--- SUPPLIED MATERIAL ---
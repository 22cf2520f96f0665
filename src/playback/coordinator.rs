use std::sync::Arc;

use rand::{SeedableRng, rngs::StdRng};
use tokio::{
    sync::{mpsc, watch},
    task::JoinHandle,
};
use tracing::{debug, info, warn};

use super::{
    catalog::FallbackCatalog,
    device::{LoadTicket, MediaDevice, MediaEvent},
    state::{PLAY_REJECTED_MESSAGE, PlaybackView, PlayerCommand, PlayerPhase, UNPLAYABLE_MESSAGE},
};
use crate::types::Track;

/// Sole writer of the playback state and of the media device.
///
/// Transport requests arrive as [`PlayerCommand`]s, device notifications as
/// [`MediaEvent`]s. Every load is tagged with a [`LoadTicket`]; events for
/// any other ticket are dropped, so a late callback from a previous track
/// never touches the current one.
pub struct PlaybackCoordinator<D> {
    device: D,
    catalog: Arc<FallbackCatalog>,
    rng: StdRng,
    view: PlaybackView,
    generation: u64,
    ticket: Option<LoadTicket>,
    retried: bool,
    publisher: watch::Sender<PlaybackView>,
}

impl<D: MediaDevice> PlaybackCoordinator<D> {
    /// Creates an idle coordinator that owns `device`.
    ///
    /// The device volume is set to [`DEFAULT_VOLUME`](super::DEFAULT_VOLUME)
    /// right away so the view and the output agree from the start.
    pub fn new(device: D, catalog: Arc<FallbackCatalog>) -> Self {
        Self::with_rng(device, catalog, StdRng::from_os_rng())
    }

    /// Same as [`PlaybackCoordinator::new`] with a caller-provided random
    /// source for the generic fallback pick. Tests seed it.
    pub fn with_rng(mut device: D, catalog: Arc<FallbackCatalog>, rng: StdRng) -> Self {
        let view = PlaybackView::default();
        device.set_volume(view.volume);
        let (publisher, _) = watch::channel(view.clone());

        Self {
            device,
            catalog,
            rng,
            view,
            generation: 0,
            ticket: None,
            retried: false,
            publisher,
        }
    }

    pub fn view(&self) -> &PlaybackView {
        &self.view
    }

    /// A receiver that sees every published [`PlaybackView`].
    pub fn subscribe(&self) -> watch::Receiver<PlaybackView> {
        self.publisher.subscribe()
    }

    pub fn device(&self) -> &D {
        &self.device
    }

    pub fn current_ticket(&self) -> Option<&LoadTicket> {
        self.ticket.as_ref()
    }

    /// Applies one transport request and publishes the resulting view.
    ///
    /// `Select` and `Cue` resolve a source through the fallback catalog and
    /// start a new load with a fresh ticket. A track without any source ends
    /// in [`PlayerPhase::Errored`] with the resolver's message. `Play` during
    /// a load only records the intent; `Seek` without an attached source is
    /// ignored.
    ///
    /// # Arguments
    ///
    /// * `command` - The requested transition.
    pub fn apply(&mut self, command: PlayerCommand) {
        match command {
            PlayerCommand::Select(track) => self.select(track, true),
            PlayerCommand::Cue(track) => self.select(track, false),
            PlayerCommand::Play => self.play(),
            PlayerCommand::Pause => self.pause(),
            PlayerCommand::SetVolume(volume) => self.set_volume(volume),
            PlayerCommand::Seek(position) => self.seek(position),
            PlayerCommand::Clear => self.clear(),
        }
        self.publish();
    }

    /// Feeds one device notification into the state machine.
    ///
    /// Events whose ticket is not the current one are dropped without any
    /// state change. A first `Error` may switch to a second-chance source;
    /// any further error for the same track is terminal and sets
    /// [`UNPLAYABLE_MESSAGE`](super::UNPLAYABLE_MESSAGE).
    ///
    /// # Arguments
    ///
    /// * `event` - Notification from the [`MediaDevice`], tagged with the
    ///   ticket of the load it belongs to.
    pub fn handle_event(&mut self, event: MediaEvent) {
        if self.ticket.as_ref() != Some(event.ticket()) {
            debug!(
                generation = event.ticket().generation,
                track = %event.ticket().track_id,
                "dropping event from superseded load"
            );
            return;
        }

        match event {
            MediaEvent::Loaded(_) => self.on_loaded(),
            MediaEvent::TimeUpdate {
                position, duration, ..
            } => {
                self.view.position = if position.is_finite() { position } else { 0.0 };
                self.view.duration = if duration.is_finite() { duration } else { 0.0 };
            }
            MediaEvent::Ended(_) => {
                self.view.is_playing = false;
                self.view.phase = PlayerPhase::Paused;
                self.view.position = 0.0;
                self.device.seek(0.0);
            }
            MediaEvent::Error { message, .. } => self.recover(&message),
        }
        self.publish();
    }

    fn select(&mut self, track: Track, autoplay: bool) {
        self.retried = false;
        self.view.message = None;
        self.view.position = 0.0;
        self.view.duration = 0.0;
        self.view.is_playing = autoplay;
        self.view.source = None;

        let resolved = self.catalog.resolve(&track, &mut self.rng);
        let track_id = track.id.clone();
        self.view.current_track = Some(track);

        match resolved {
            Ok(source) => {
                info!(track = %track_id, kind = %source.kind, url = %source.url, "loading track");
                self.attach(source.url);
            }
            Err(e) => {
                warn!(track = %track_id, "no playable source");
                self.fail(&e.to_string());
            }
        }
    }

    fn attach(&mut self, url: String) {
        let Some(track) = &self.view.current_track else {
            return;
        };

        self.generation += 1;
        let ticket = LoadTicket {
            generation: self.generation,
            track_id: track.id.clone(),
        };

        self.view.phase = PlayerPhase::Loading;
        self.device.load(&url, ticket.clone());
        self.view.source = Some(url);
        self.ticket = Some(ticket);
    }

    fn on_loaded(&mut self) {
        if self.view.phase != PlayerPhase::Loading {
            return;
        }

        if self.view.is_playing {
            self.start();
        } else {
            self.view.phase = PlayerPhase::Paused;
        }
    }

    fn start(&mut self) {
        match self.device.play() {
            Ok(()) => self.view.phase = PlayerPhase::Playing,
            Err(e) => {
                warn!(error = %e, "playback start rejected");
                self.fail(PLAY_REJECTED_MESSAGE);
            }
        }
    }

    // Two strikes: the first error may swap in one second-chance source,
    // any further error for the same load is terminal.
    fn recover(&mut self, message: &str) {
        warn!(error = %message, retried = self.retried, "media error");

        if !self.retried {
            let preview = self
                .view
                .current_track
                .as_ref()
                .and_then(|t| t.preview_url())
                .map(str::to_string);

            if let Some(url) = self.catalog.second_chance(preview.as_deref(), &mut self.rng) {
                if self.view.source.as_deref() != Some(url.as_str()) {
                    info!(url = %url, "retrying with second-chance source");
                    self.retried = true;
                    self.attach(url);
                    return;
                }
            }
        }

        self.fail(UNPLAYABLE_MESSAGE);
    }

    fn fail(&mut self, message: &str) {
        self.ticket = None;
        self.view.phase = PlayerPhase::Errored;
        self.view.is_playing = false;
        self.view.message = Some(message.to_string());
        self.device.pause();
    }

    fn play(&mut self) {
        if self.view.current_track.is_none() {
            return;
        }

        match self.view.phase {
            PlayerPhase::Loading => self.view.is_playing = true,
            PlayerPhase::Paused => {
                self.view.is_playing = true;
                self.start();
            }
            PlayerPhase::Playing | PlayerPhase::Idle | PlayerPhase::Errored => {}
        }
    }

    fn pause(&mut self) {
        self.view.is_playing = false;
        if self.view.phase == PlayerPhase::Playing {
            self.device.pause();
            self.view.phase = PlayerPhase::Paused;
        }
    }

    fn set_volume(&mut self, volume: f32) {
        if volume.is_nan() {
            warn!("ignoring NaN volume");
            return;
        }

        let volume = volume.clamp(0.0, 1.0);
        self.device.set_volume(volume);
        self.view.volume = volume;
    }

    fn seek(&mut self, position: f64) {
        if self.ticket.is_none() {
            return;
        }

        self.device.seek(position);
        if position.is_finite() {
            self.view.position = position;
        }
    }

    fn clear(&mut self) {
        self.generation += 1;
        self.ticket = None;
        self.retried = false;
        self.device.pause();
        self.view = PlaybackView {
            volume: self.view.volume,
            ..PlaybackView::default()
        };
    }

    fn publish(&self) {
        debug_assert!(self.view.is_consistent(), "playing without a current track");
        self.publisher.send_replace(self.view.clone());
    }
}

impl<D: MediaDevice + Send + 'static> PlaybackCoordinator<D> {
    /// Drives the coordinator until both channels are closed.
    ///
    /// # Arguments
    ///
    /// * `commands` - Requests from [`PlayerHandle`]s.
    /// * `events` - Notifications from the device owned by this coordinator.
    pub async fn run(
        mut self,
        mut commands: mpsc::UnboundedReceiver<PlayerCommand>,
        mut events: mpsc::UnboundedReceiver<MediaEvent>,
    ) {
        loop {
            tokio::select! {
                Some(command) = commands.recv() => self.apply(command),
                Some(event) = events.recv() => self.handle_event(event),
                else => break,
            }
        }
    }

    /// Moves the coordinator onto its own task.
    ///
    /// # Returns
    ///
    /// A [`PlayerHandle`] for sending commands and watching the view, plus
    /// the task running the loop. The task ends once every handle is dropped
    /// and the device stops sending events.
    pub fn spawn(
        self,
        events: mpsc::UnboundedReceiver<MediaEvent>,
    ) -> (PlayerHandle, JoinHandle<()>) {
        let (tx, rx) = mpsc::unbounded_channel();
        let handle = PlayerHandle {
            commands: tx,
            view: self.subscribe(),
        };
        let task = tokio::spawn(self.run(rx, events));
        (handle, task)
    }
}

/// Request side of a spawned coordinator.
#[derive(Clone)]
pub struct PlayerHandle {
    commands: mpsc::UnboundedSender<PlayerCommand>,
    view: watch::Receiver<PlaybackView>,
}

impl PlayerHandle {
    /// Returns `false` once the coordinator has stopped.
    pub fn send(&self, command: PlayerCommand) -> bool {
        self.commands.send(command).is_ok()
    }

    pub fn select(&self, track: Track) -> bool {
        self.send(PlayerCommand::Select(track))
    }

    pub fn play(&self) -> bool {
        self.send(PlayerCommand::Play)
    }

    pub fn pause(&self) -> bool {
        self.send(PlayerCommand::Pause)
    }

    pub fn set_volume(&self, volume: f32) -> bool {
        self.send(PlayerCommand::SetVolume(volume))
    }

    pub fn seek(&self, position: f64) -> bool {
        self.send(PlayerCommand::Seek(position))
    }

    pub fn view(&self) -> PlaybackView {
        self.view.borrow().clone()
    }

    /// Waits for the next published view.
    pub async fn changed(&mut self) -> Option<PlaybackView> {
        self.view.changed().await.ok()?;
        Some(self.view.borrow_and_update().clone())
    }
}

---

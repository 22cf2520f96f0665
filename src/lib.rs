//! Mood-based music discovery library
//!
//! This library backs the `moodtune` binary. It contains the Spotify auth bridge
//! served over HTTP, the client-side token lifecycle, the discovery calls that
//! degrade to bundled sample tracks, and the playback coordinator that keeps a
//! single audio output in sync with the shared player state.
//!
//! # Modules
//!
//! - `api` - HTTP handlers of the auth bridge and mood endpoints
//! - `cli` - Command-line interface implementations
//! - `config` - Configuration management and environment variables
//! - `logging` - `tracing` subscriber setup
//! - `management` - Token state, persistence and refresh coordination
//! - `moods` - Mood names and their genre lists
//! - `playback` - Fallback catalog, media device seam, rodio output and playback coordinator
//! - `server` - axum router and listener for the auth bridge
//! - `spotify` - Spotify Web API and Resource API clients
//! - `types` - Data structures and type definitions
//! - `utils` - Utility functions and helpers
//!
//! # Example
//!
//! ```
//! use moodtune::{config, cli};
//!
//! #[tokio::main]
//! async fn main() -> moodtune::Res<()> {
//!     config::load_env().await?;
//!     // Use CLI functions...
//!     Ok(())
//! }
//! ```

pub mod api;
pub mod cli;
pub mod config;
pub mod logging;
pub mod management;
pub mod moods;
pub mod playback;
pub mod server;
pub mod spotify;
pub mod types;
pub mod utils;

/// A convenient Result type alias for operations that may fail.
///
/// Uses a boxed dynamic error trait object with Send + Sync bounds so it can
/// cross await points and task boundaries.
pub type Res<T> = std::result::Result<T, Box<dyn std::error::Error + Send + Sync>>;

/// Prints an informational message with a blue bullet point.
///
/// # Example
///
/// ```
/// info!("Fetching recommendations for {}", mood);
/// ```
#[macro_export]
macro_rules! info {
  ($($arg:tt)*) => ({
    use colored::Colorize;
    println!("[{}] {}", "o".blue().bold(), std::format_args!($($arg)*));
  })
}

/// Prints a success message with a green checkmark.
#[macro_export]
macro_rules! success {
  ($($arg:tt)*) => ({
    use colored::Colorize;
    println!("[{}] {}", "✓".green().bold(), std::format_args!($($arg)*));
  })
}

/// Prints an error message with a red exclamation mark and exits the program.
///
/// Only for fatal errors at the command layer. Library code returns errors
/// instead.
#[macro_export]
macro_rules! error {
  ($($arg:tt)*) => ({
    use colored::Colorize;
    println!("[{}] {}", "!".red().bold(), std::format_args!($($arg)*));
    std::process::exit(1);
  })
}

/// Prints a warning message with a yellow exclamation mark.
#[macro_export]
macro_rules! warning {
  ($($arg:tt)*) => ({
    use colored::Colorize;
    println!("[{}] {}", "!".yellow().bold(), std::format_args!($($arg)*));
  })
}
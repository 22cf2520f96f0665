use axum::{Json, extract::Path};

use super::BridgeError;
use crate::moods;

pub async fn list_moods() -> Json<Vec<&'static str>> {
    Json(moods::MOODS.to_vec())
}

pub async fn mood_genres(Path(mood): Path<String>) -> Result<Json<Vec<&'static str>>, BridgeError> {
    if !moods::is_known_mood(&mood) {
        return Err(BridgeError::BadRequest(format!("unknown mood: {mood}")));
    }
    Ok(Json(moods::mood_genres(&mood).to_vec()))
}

--- EXERCISE BRIEF ---
Take the line above containing "pub fn select(&self, track: Track)", the line containing "self.send(PlayerCommand::SetVolume(volume))", and all lines in between, and copy them exactly without anything else.

--- SOLUTION TO THIS TASK ---
    pub fn select(&self, track: Track) -> bool {
        self.send(PlayerCommand::Select(track))
    }

    pub fn play(&self) -> bool {
        self.send(PlayerCommand::Play)
    }

    pub fn pause(&self) -> bool {
        self.send(PlayerCommand::Pause)
    }

    pub fn set_volume(&self, volume: f32) -> bool {
        self.send(PlayerCommand::SetVolume(volume))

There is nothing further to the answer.